— TO DO —
For the entries below, the result should be an exact transcription of the lines from the one with "pub fn rows(stats: &ThermalStats)" up to and including the one with "filename src/presentation/mod.rs", and only those.

Dataset records
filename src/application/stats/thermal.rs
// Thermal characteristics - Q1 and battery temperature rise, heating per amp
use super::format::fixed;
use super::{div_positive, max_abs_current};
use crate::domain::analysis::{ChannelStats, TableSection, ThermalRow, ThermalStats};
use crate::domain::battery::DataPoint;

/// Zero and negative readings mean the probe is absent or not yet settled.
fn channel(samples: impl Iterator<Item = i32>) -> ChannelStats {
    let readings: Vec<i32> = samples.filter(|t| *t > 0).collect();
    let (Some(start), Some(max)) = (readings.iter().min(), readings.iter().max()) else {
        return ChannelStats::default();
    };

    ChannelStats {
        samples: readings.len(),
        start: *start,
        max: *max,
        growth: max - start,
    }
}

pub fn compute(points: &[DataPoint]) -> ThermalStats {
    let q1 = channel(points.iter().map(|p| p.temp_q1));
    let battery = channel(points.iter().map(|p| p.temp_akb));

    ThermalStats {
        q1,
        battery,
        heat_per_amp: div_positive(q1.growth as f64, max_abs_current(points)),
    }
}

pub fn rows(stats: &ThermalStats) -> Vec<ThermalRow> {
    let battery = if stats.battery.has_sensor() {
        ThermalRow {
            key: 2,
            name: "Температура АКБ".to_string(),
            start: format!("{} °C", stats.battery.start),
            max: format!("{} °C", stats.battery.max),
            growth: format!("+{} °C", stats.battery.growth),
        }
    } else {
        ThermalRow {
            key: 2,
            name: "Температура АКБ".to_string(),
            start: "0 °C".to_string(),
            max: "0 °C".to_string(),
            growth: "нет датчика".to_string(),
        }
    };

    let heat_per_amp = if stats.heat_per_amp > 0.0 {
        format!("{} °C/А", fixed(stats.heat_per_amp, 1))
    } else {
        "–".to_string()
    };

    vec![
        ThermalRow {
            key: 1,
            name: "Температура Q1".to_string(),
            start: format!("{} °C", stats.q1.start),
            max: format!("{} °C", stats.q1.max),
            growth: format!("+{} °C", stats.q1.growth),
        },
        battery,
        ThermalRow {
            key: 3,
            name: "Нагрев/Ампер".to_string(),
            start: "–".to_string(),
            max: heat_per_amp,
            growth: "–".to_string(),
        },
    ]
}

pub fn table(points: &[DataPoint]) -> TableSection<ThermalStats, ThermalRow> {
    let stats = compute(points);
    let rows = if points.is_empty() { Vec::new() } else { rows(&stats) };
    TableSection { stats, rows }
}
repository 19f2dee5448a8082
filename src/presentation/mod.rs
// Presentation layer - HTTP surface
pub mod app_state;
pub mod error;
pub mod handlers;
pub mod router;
---
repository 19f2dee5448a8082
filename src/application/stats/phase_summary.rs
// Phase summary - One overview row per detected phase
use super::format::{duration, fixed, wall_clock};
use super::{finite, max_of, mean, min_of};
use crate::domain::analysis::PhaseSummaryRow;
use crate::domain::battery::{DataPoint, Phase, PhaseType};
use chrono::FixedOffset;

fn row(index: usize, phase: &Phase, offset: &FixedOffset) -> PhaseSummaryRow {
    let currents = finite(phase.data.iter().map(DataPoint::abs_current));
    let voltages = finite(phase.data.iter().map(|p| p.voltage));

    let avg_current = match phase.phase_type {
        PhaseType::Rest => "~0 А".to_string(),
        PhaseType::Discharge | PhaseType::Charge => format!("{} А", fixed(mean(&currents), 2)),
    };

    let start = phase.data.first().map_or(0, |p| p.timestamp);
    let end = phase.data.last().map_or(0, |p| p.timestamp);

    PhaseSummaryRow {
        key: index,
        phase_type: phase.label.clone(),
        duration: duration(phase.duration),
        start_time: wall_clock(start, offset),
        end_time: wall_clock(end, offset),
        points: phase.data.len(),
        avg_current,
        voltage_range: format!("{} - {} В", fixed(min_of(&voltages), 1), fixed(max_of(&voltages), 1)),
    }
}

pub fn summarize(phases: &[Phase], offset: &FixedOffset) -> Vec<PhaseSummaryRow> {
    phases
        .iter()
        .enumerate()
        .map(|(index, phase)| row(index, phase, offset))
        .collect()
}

— EXPECTED ANSWER —
pub fn rows(stats: &ThermalStats) -> Vec<ThermalRow> {
    let battery = if stats.battery.has_sensor() {
        ThermalRow {
            key: 2,
            name: "Температура АКБ".to_string(),
            start: format!("{} °C", stats.battery.start),
            max: format!("{} °C", stats.battery.max),
            growth: format!("+{} °C", stats.battery.growth),
        }
    } else {
        ThermalRow {
            key: 2,
            name: "Температура АКБ".to_string(),
            start: "0 °C".to_string(),
            max: "0 °C".to_string(),
            growth: "нет датчика".to_string(),
        }
    };

    let heat_per_amp = if stats.heat_per_amp > 0.0 {
        format!("{} °C/А", fixed(stats.heat_per_amp, 1))
    } else {
        "–".to_string()
    };

    vec![
        ThermalRow {
            key: 1,
            name: "Температура Q1".to_string(),
            start: format!("{} °C", stats.q1.start),
            max: format!("{} °C", stats.q1.max),
            growth: format!("+{} °C", stats.q1.growth),
        },
        battery,
        ThermalRow {
            key: 3,
            name: "Нагрев/Ампер".to_string(),
            start: "–".to_string(),
            max: heat_per_amp,
            growth: "–".to_string(),
        },
    ]
}

pub fn table(points: &[DataPoint]) -> TableSection<ThermalStats, ThermalRow> {
    let stats = compute(points);
    let rows = if points.is_empty() { Vec::new() } else { rows(&stats) };
    TableSection { stats, rows }
}
repository 19f2dee5448a8082
filename src/presentation/mod.rs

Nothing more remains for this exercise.